━━━ RECORDS TO USE ━━━

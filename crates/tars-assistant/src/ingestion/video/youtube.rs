//! YouTube caption client (InnerTube player API + timedtext)

use async_trait::async_trait;
use quick_xml::events::{BytesStart, Event};
use quick_xml::Reader;
use regex::Regex;
use reqwest::Client;
use serde::Deserialize;
use std::sync::OnceLock;

use super::transcript::{TranscriptEntry, TranscriptList, TranscriptProvider, TranscriptTrack};
use crate::error::{Error, Result};
use crate::http::{build_client, HttpOptions, ProxyEndpoint};

const WATCH_URL: &str = "https://www.youtube.com/watch?v=";
const PLAYER_URL: &str = "https://www.youtube.com/youtubei/v1/player?key=";
const INNERTUBE_CLIENT_NAME: &str = "ANDROID";
const INNERTUBE_CLIENT_VERSION: &str = "20.10.38";

fn api_key_pattern() -> &'static Regex {
    static PATTERN: OnceLock<Regex> = OnceLock::new();
    PATTERN.get_or_init(|| {
        Regex::new(r#""INNERTUBE_API_KEY":\s*"([a-zA-Z0-9_-]+)""#).expect("Invalid regex")
    })
}

fn consent_value_pattern() -> &'static Regex {
    static PATTERN: OnceLock<Regex> = OnceLock::new();
    PATTERN.get_or_init(|| Regex::new(r#"name="v" value="(.*?)""#).expect("Invalid regex"))
}

fn markup_pattern() -> &'static Regex {
    static PATTERN: OnceLock<Regex> = OnceLock::new();
    PATTERN.get_or_init(|| Regex::new(r"<[^>]*>").expect("Invalid regex"))
}

/// Caption client talking to youtube.com
///
/// The direct client is built once; proxied clients are built per call so
/// the proxy never outlives the attempt that asked for it.
pub struct YouTubeTranscriptClient {
    options: HttpOptions,
    direct: Client,
}

impl YouTubeTranscriptClient {
    pub fn new(options: HttpOptions) -> Result<Self> {
        let direct = build_client(&options, None)?;
        Ok(Self { options, direct })
    }

    fn client(&self, proxy: Option<&ProxyEndpoint>) -> Result<Client> {
        match proxy {
            Some(proxy) => build_client(&self.options, Some(proxy)),
            None => Ok(self.direct.clone()),
        }
    }

    async fn get_html(&self, client: &Client, url: &str, cookie: Option<&str>) -> Result<String> {
        let mut request = client.get(url).header("Accept-Language", "en-US");
        if let Some(cookie) = cookie {
            request = request.header("Cookie", cookie);
        }

        let response = request.send().await?;
        let status = response.status();
        if !status.is_success() {
            return Err(Error::upstream(format!("GET {} returned HTTP {}", url, status)));
        }
        Ok(response.text().await?)
    }

    /// Watch page HTML, accepting the EU consent interstitial once if shown
    async fn fetch_watch_page(&self, client: &Client, video_id: &str) -> Result<String> {
        let url = format!("{}{}", WATCH_URL, video_id);
        let html = self.get_html(client, &url, None).await?;

        if !html.contains("action=\"https://consent.youtube.com/s\"") {
            return Ok(html);
        }

        let value = consent_value_pattern()
            .captures(&html)
            .and_then(|caps| caps.get(1))
            .map(|m| m.as_str().to_string())
            .ok_or_else(|| Error::upstream("Failed to accept the YouTube consent page"))?;

        tracing::debug!(video_id = %video_id, "Accepting YouTube consent page");
        let html = self
            .get_html(client, &url, Some(&format!("CONSENT=YES+{}", value)))
            .await?;

        if html.contains("action=\"https://consent.youtube.com/s\"") {
            return Err(Error::upstream("YouTube consent page could not be bypassed"));
        }
        Ok(html)
    }
}

#[async_trait]
impl TranscriptProvider for YouTubeTranscriptClient {
    async fn list_transcripts(
        &self,
        video_id: &str,
        proxy: Option<&ProxyEndpoint>,
    ) -> Result<TranscriptList> {
        let client = self.client(proxy)?;
        let html = self.fetch_watch_page(&client, video_id).await?;
        let api_key = extract_api_key(&html)?;

        let body = serde_json::json!({
            "context": {
                "client": {
                    "clientName": INNERTUBE_CLIENT_NAME,
                    "clientVersion": INNERTUBE_CLIENT_VERSION,
                }
            },
            "videoId": video_id,
        });

        let response = client
            .post(format!("{}{}", PLAYER_URL, api_key))
            .json(&body)
            .send()
            .await?;

        let status = response.status();
        if !status.is_success() {
            return Err(Error::upstream(format!(
                "InnerTube player request returned HTTP {}",
                status
            )));
        }

        let player: PlayerResponse = response.json().await?;
        parse_player_response(video_id, player)
    }

    async fn fetch_track(
        &self,
        track: &TranscriptTrack,
        proxy: Option<&ProxyEndpoint>,
    ) -> Result<Vec<TranscriptEntry>> {
        let client = self.client(proxy)?;
        let xml = self.get_html(&client, &track.base_url, None).await?;
        parse_timedtext(&xml)
    }
}

fn extract_api_key(html: &str) -> Result<String> {
    if html.contains("class=\"g-recaptcha\"") {
        return Err(Error::upstream(
            "YouTube is asking for a captcha; too many requests from this IP",
        ));
    }

    api_key_pattern()
        .captures(html)
        .and_then(|caps| caps.get(1))
        .map(|m| m.as_str().to_string())
        .ok_or_else(|| Error::upstream("InnerTube API key not found in the watch page"))
}

#[derive(Debug, Deserialize)]
#[serde(rename_all = "camelCase")]
struct PlayerResponse {
    #[serde(default)]
    playability_status: Option<PlayabilityStatus>,
    #[serde(default)]
    captions: Option<Captions>,
}

#[derive(Debug, Deserialize)]
struct PlayabilityStatus {
    #[serde(default)]
    status: Option<String>,
    #[serde(default)]
    reason: Option<String>,
}

#[derive(Debug, Deserialize)]
struct Captions {
    #[serde(rename = "playerCaptionsTracklistRenderer", default)]
    tracklist: Option<Tracklist>,
}

#[derive(Debug, Deserialize)]
#[serde(rename_all = "camelCase")]
struct Tracklist {
    #[serde(default)]
    caption_tracks: Vec<CaptionTrack>,
}

#[derive(Debug, Deserialize)]
#[serde(rename_all = "camelCase")]
struct CaptionTrack {
    base_url: String,
    language_code: String,
    #[serde(default)]
    name: Option<TrackName>,
    #[serde(default)]
    kind: Option<String>,
}

#[derive(Debug, Deserialize)]
#[serde(rename_all = "camelCase")]
struct TrackName {
    #[serde(default)]
    simple_text: Option<String>,
    #[serde(default)]
    runs: Vec<TextRun>,
}

#[derive(Debug, Deserialize)]
struct TextRun {
    text: String,
}

impl TrackName {
    fn text(&self) -> Option<String> {
        self.simple_text
            .clone()
            .or_else(|| self.runs.first().map(|run| run.text.clone()))
    }
}

/// Turn a player response into a track list: manual tracks first, then
/// generated ones, each group in the order YouTube reports them
fn parse_player_response(video_id: &str, player: PlayerResponse) -> Result<TranscriptList> {
    if let Some(playability) = &player.playability_status {
        let status = playability.status.as_deref().unwrap_or("OK");
        if status != "OK" {
            let reason = playability.reason.as_deref().unwrap_or("no reason given");
            return Err(Error::upstream(format!(
                "Video {} is not playable ({}): {}",
                video_id, status, reason
            )));
        }
    }

    let caption_tracks = player
        .captions
        .and_then(|c| c.tracklist)
        .map(|t| t.caption_tracks)
        .unwrap_or_default();

    if caption_tracks.is_empty() {
        return Err(Error::upstream(format!(
            "Transcripts are disabled for video {}",
            video_id
        )));
    }

    let (manual, generated): (Vec<_>, Vec<_>) = caption_tracks
        .into_iter()
        .map(|track| TranscriptTrack {
            language: track
                .name
                .as_ref()
                .and_then(TrackName::text)
                .unwrap_or_else(|| track.language_code.clone()),
            is_generated: track.kind.as_deref() == Some("asr"),
            base_url: track.base_url.replace("&fmt=srv3", ""),
            language_code: track.language_code,
        })
        .partition(|track| !track.is_generated);

    Ok(TranscriptList::new(
        video_id,
        manual.into_iter().chain(generated).collect(),
    ))
}

/// Cue under construction
struct OpenCue {
    start: f64,
    duration: f64,
    text: String,
}

/// Parse classic timedtext (`<text start dur>`, seconds) or srv3
/// (`<p t d>`, milliseconds) into entries
fn parse_timedtext(xml: &str) -> Result<Vec<TranscriptEntry>> {
    let mut reader = Reader::from_str(xml);
    let mut entries = Vec::new();
    let mut open: Option<OpenCue> = None;

    loop {
        match reader.read_event() {
            Ok(Event::Start(e)) => {
                if let Some(cue) = open_cue(&e)? {
                    open = Some(cue);
                }
            }
            Ok(Event::Empty(e)) => {
                // Self-closing cues carry no text
                open_cue(&e)?;
            }
            Ok(Event::Text(t)) => {
                if let Some(cue) = open.as_mut() {
                    let text = t
                        .unescape()
                        .map_err(|e| Error::upstream(format!("Malformed transcript text: {}", e)))?;
                    cue.text.push_str(&text);
                }
            }
            Ok(Event::End(e)) => {
                if matches!(e.name().as_ref(), b"text" | b"p") {
                    if let Some(cue) = open.take() {
                        entries.push(TranscriptEntry {
                            text: clean_cue_text(&cue.text),
                            start: cue.start,
                            duration: cue.duration,
                        });
                    }
                }
            }
            Ok(Event::Eof) => break,
            Err(e) => {
                return Err(Error::upstream(format!(
                    "Malformed transcript XML at byte {}: {}",
                    reader.error_position(),
                    e
                )))
            }
            _ => {}
        }
    }

    Ok(entries)
}

fn open_cue(e: &BytesStart<'_>) -> Result<Option<OpenCue>> {
    let (start_attr, dur_attr, scale) = match e.name().as_ref() {
        b"text" => (b"start".as_slice(), b"dur".as_slice(), 1.0),
        b"p" => (b"t".as_slice(), b"d".as_slice(), 1000.0),
        _ => return Ok(None),
    };

    Ok(Some(OpenCue {
        start: numeric_attr(e, start_attr)? / scale,
        duration: numeric_attr(e, dur_attr)? / scale,
        text: String::new(),
    }))
}

/// Numeric attribute, `0` when absent or unparseable
fn numeric_attr(e: &BytesStart<'_>, name: &[u8]) -> Result<f64> {
    let attr = e
        .try_get_attribute(name)
        .map_err(|err| Error::upstream(format!("Malformed transcript attribute: {}", err)))?;

    Ok(attr
        .and_then(|a| a.unescape_value().ok().map(|v| v.trim().parse::<f64>().unwrap_or(0.0)))
        .unwrap_or(0.0))
}

/// Cue text arrives HTML-escaped a second time and may carry `<i>`/`<b>`
fn clean_cue_text(raw: &str) -> String {
    let unescaped = quick_xml::escape::unescape(raw)
        .map(|text| text.into_owned())
        .unwrap_or_else(|_| raw.to_string());
    markup_pattern().replace_all(&unescaped, "").trim().to_string()
}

━━━

Using the records above, report the number of lines that include the string "PlayerResponse", with nothing added.

> _EXERCISE RESULT_
3